#### What you will do
Which lines hold the string "default"? Copy each of them from the material below.

#### Dataset records
//! Argon2 password hashing for ledger accounts.

use anyhow::{anyhow, Result};
use argon2::password_hash::rand_core::OsRng;
use argon2::password_hash::{PasswordHash, PasswordVerifier, SaltString};
use argon2::Argon2;

/// Argon2 password hashing
pub struct PasswordHasher;

impl PasswordHasher {
    /// Hash password using Argon2, returning the PHC string.
    pub fn hash_password(password: &[u8]) -> Result<String> {
        use argon2::password_hash::PasswordHasher as _;

        let salt = SaltString::generate(&mut OsRng);
        let password_hash = Argon2::default()
            .hash_password(password, &salt)
            .map_err(|_| anyhow!("Password hashing failed"))?;

        Ok(password_hash.to_string())
    }

    /// Verify password against hash
    pub fn verify_password(password: &[u8], hash: &str) -> Result<bool> {
        let parsed_hash = PasswordHash::new(hash).map_err(|_| anyhow!("Invalid hash format"))?;

        Ok(Argon2::default()
            .verify_password(password, &parsed_hash)
            .is_ok())
    }
}

#[cfg(test)]
mod tests {
    use super::*;

    #[test]
    fn test_hash_and_verify() {
        let hash = PasswordHasher::hash_password(b"senha123").unwrap();
        assert!(hash.starts_with("$argon2"));
        assert!(PasswordHasher::verify_password(b"senha123", &hash).unwrap());
        assert!(!PasswordHasher::verify_password(b"wrong", &hash).unwrap());
    }

    #[test]
    fn test_salts_differ() {
        let a = PasswordHasher::hash_password(b"same").unwrap();
        let b = PasswordHasher::hash_password(b"same").unwrap();
        assert_ne!(a, b);
    }

    #[test]
    fn test_garbage_hash_is_error() {
        assert!(PasswordHasher::verify_password(b"x", "not-a-phc-string").is_err());
    }
}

#### Output below
        let password_hash = Argon2::default()
        Ok(Argon2::default()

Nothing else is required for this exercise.